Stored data
------------------------------------------------------------------------
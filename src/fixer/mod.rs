//! Auto-fix transform engine for mirage findings
//!
//! Rewrites only the byte spans of flagged call nodes, leaving every other
//! byte of the file untouched: the splice walks the fix targets in ascending
//! span order and copies the original text verbatim between them. Overlapping
//! targets (e.g. a reduction nested inside another flagged reduction) are an
//! invariant violation and abort the whole rewrite for the file; a partial or
//! arbitrarily-ordered rewrite is never emitted.
//!
//! Dry-run and interactive confirmation are thin wrappers over the same
//! rebuild: dry-run renders the unified diff without writing anything, and
//! interactive mode filters the fix list through a per-fix approval callback
//! before the splice.

#[cfg(test)]
mod tests;

use similar::TextDiff;
use thiserror::Error;

use crate::diagnostics::{Diagnostic, FixSpec, FixStyle};
use crate::mirage;
use crate::tree::{NodeId, ParseError, SourceTree};

/// Whether the caller intends to persist the rewrite.
#[derive(Debug, Clone, Copy, PartialEq, Eq)]
pub enum FixMode {
    /// Dry run: render the would-be diff, write nothing.
    Preview,
    /// Produce the new text for the caller to write out.
    Write,
}

/// Result of a rewrite. `diff` is rendered in [`FixMode::Preview`] and empty
/// in [`FixMode::Write`].
#[derive(Debug, Clone)]
pub struct FixOutcome {
    pub new_text: String,
    pub diff: String,
    pub applied: usize,
}

#[derive(Debug, Error)]
pub enum FixError {
    #[error("overlapping fix targets at lines {first} and {second}; refusing to rewrite")]
    Overlapping { first: u32, second: u32 },
    #[error("fix target at line {line} is not a rewritable call")]
    InvalidTarget { line: u32 },
    #[error("source failed to parse: {0}")]
    Unparseable(#[from] ParseError),
}

/// Apply every fix carried by `diagnostics` to `source`.
pub fn apply_fixes(
    source: &str,
    diagnostics: &[Diagnostic],
    mode: FixMode,
) -> Result<FixOutcome, FixError> {
    apply_fixes_filtered(source, diagnostics, mode, |_, _| true)
}

/// Same rebuild, but each fix is offered to `approve` (diagnostic plus the
/// rendered replacement text) before inclusion. Backs `--interactive`.
pub fn apply_fixes_filtered(
    source: &str,
    diagnostics: &[Diagnostic],
    mode: FixMode,
    mut approve: impl FnMut(&Diagnostic, &str) -> bool,
) -> Result<FixOutcome, FixError> {
    // Parsing is deterministic, so node ids from the analysis tree resolve
    // identically here; the kind check below catches a mismatched source.
    let tree = SourceTree::parse(source)?;

    let mut patches: Vec<Patch> = Vec::new();
    for diagnostic in diagnostics {
        let Some(spec) = &diagnostic.fix else { continue };
        let patch = render_patch(&tree, spec)?;
        if approve(diagnostic, &patch.replacement) {
            patches.push(patch);
        }
    }

    patches.sort_by_key(|p| p.start);
    for pair in patches.windows(2) {
        if pair[1].start < pair[0].end {
            return Err(FixError::Overlapping {
                first: pair[0].line,
                second: pair[1].line,
            });
        }
    }

    let mut new_text = String::with_capacity(source.len());
    let mut cursor = 0usize;
    for patch in &patches {
        new_text.push_str(&source[cursor..patch.start]);
        new_text.push_str(&patch.replacement);
        cursor = patch.end;
    }
    new_text.push_str(&source[cursor..]);

    let diff = match mode {
        FixMode::Preview => render_diff(source, &new_text),
        FixMode::Write => String::new(),
    };

    Ok(FixOutcome {
        new_text,
        diff,
        applied: patches.len(),
    })
}

struct Patch {
    start: usize,
    end: usize,
    line: u32,
    replacement: String,
}

fn render_patch(tree: &SourceTree, spec: &FixSpec) -> Result<Patch, FixError> {
    let target = spec.target;
    if target.0 as usize >= tree.node_count() || tree.kind(target) != "call" {
        return Err(FixError::InvalidTarget {
            line: line_or_zero(tree, target),
        });
    }
    let line = tree.line(target);
    let (_, data) =
        mirage::call_op_and_data(tree, target).ok_or(FixError::InvalidTarget { line })?;
    let data = data.ok_or(FixError::InvalidTarget { line })?;

    let replacement = match spec.style {
        FixStyle::Collapse => {
            // Thread the original axis/keepdims arguments through verbatim.
            let kwargs: Vec<&str> = keyword_args(tree, target)
                .into_iter()
                .filter(|(name, _)| *name == "axis" || *name == "keepdims")
                .map(|(_, text)| text)
                .collect();
            let mut inner = tree.text(data).to_string();
            for kw in kwargs {
                inner.push_str(", ");
                inner.push_str(kw);
            }
            format!("VariationTensor({inner}).collapse('{}')", spec.op)
        }
        FixStyle::Discretize => {
            format!("VariationTensor({}).discretize('{}')", tree.text(data), spec.op)
        }
    };

    let (start, end) = tree.span(target);
    Ok(Patch {
        start,
        end,
        line,
        replacement,
    })
}

fn keyword_args<'t>(tree: &'t SourceTree, call: NodeId) -> Vec<(&'t str, &'t str)> {
    let Some(args) = tree.child_by_field(call, "arguments") else {
        return Vec::new();
    };
    tree.named_children(args)
        .filter(|a| tree.kind(*a) == "keyword_argument")
        .filter_map(|kw| {
            let name = tree.child_by_field(kw, "name")?;
            Some((tree.text(name), tree.text(kw)))
        })
        .collect()
}

fn line_or_zero(tree: &SourceTree, id: NodeId) -> u32 {
    if (id.0 as usize) < tree.node_count() {
        tree.line(id)
    } else {
        0
    }
}

fn render_diff(original: &str, fixed: &str) -> String {
    TextDiff::from_lines(original, fixed)
        .unified_diff()
        .context_radius(3)
        .header("original", "fixed")
        .to_string()
}
//! Mirage detector: variance-destroying aggregations
//!
//! A "mirage" is a reduction that collapses an array-like value into a
//! scalar (`mean`, `sum`, `argmax`, `argmin`) and silently discards the
//! distribution behind it. Each reduction call site is classified by walking
//! the def-use chain of its data argument backwards through the enclosing
//! scope for a bounded number of hops; provable array origins score high,
//! unknown origins are still flagged at reduced confidence. A nearby
//! variance computation (`std`/`var` on the same data, within a configurable
//! line window and the same scope) suppresses mean/sum findings: the code
//! demonstrably tracks spread, so the reduction is not destroying it.
//!
//! Premature discretization (`int(x)`, `round(x)` on array-like data) is
//! reported through the same path with a `discretize` fix template.

use std::collections::HashMap;

use crate::diagnostics::{Diagnostic, FixSpec, FixStyle, Guard, Severity};
use crate::tree::{NodeId, SourceTree};

/// Reduction operations that collapse distributions.
const REDUCTIONS: &[&str] = &[
    "mean", "sum", "argmax", "argmin", "nanmean", "nansum", "nanargmax", "nanargmin",
];

/// Bare-call names treated as reductions without a module qualifier.
const BARE_REDUCTIONS: &[&str] = &["mean", "sum", "argmax", "argmin"];

/// Operations that compute spread and therefore preserve uncertainty.
const VARIANCE_OPS: &[&str] = &["std", "var", "nanstd", "nanvar"];
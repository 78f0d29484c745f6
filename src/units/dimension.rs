//! Dimensional algebra over the seven SI base dimensions
//!
//! A physical dimension is a vector of seven rational exponents, ordered
//! `(L, M, T, I, Θ, N, J)`. Multiplication adds exponents, division
//! subtracts them, exponentiation scales them; addition is only defined
//! between equal vectors, which is exactly the property the unit guard
//! checks. Exponents are rational, not integral, because `sqrt` halves them.

use serde::{Deserialize, Serialize};
use std::fmt;

/// A reduced rational exponent. Denominator is always positive.
#[derive(Debug, Clone, Copy, PartialEq, Eq, Hash, Serialize, Deserialize)]
pub struct Ratio {
    num: i32,
    den: i32,
}

impl Ratio {
    pub const ZERO: Ratio = Ratio { num: 0, den: 1 };

    pub fn new(num: i32, den: i32) -> Ratio {
        assert!(den != 0, "zero denominator in dimension exponent");
        let sign = if den < 0 { -1 } else { 1 };
        let g = gcd(num.unsigned_abs(), den.unsigned_abs()).max(1) as i32;
        Ratio {
            num: sign * num / g,
            den: sign * den / g,
        }
    }

    pub fn from_int(n: i32) -> Ratio {
        Ratio { num: n, den: 1 }
    }

    pub fn is_zero(&self) -> bool {
        self.num == 0
    }

    pub fn add(self, other: Ratio) -> Ratio {
        Ratio::new(self.num * other.den + other.num * self.den, self.den * other.den)
    }

    pub fn sub(self, other: Ratio) -> Ratio {
        Ratio::new(self.num * other.den - other.num * self.den, self.den * other.den)
    }

    pub fn scale(self, by: Ratio) -> Ratio {
        Ratio::new(self.num * by.num, self.den * by.den)
    }
}

impl fmt::Display for Ratio {
    fn fmt(&self, f: &mut fmt::Formatter<'_>) -> fmt::Result {
        if self.den == 1 {
            write!(f, "{}", self.num)
        } else {
            write!(f, "{}/{}", self.num, self.den)
        }
    }
}

fn gcd(mut a: u32, mut b: u32) -> u32 {
    while b != 0 {
        let t = a % b;
        a = b;
        b = t;
    }
    a
}

/// Base-dimension symbols in vector order.
const SYMBOLS: [&str; 7] = ["L", "M", "T", "I", "Θ", "N", "J"];

/// A physical dimension as seven rational exponents.
#[derive(Debug, Clone, Copy, PartialEq, Eq, Hash)]
pub struct Dimension([Ratio; 7]);

impl Dimension {
    pub const DIMENSIONLESS: Dimension = Dimension([Ratio::ZERO; 7]);

    pub fn from_exponents(exponents: [i32; 7]) -> Dimension {
        Dimension(exponents.map(Ratio::from_int))
    }

    pub fn length() -> Dimension {
        Dimension::from_exponents([1, 0, 0, 0, 0, 0, 0])
    }

    pub fn mass() -> Dimension {
        Dimension::from_exponents([0, 1, 0, 0, 0, 0, 0])
    }

    pub fn time() -> Dimension {
        Dimension::from_exponents([0, 0, 1, 0, 0, 0, 0])
    }

    pub fn current() -> Dimension {
        Dimension::from_exponents([0, 0, 0, 1, 0, 0, 0])
    }

    pub fn temperature() -> Dimension {
        Dimension::from_exponents([0, 0, 0, 0, 1, 0, 0])
    }

    pub fn amount() -> Dimension {
        Dimension::from_exponents([0, 0, 0, 0, 0, 1, 0])
    }

    pub fn luminosity() -> Dimension {
        Dimension::from_exponents([0, 0, 0, 0, 0, 0, 1])
    }

    pub fn velocity() -> Dimension {
        Dimension::from_exponents([1, 0, -1, 0, 0, 0, 0])
    }

    pub fn acceleration() -> Dimension {
        Dimension::from_exponents([1, 0, -2, 0, 0, 0, 0])
    }

    pub fn force() -> Dimension {
        Dimension::from_exponents([1, 1, -2, 0, 0, 0, 0])
    }

    pub fn energy() -> Dimension {
        Dimension::from_exponents([2, 1, -2, 0, 0, 0, 0])
    }

    pub fn power() -> Dimension {
        Dimension::from_exponents([2, 1, -3, 0, 0, 0, 0])
    }

    pub fn pressure() -> Dimension {
        Dimension::from_exponents([-1, 1, -2, 0, 0, 0, 0])
    }

    pub fn is_dimensionless(&self) -> bool {
        self.0.iter().all(Ratio::is_zero)
    }

    /// Component-wise sum of exponents (multiplication of quantities).
    pub fn mul(self, other: Dimension) -> Dimension {
        let mut out = self.0;
        for (a, b) in out.iter_mut().zip(other.0.iter()) {
            *a = a.add(*b);
        }
        Dimension(out)
    }

    /// Component-wise difference of exponents (division of quantities).
    pub fn div(self, other: Dimension) -> Dimension {
        let mut out = self.0;
        for (a, b) in out.iter_mut().zip(other.0.iter()) {
            *a = a.sub(*b);
        }
        Dimension(out)
    }

    /// Scale every exponent by an integer power.
    pub fn powi(self, n: i32) -> Dimension {
        self.pow_ratio(Ratio::from_int(n))
    }

    /// Scale every exponent by a rational power (`sqrt` is 1/2).
    pub fn pow_ratio(self, r: Ratio) -> Dimension {
        Dimension(self.0.map(|e| e.scale(r)))
    }

    pub fn sqrt(self) -> Dimension {
        self.pow_ratio(Ratio::new(1, 2))
    }
}

impl fmt::Display for Dimension {
    /// Human-readable form: `[1]`, `[L]`, `[L T^-1]`, `[L^1/2]`.
    fn fmt(&self, f: &mut fmt::Formatter<'_>) -> fmt::Result {
        if self.is_dimensionless() {
            return f.write_str("[1]");
        }
        let mut parts = Vec::new();
        for (symbol, exp) in SYMBOLS.iter().zip(self.0.iter()) {
            if exp.is_zero() {
                continue;
            }
            if *exp == Ratio::from_int(1) {
                parts.push((*symbol).to_string());
            } else {
                parts.push(format!("{symbol}^{exp}"));
            }
        }
        write!(f, "[{}]", parts.join(" "))
    }
}

#[cfg(test)]
mod tests {
    use super::*;

    #[test]
    fn velocity_is_length_over_time() {
        assert_eq!(Dimension::length().div(Dimension::time()), Dimension::velocity());
    }

    #[test]
    fn energy_decomposes() {
        let energy = Dimension::mass()
            .mul(Dimension::velocity())
            .mul(Dimension::velocity());
        assert_eq!(energy, Dimension::energy());
    }

    #[test]
    fn sqrt_halves_exponents() {
        let area = Dimension::length().powi(2);
        assert_eq!(area.sqrt(), Dimension::length());
        // sqrt of a bare length is a genuinely fractional dimension
        assert_eq!(Dimension::length().sqrt().to_string(), "[L^1/2]");
    }

    #[test]
    fn display_matches_report_format() {
        assert_eq!(Dimension::DIMENSIONLESS.to_string(), "[1]");
        assert_eq!(Dimension::length().to_string(), "[L]");
        assert_eq!(Dimension::velocity().to_string(), "[L T^-1]");
        assert_eq!(Dimension::force().to_string(), "[L M T^-2]");
    }

    #[test]
    fn ratio_arithmetic_reduces() {
        let half = Ratio::new(2, 4);
        assert_eq!(half, Ratio::new(1, 2));
        assert_eq!(half.add(half), Ratio::from_int(1));
        assert_eq!(Ratio::new(1, -2).to_string(), "-1/2");
    }

    #[test]
    fn powi_round_trips() {
        let d = Dimension::pressure();
        assert_eq!(d.powi(3).pow_ratio(Ratio::new(1, 3)), d);
        assert_eq!(d.powi(0), Dimension::DIMENSIONLESS);
    }
}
------------------------------------------------------------------------
> **Exercise details**
All lines in the records with the string "diagnostics" should be copied out.

> **Solution to the exercise**
use crate::diagnostics::{Diagnostic, FixSpec, FixStyle};
/// Apply every fix carried by `diagnostics` to `source`.
    diagnostics: &[Diagnostic],
    apply_fixes_filtered(source, diagnostics, mode, |_, _| true)
    diagnostics: &[Diagnostic],
    for diagnostic in diagnostics {
use crate::diagnostics::{Diagnostic, FixSpec, FixStyle, Guard, Severity};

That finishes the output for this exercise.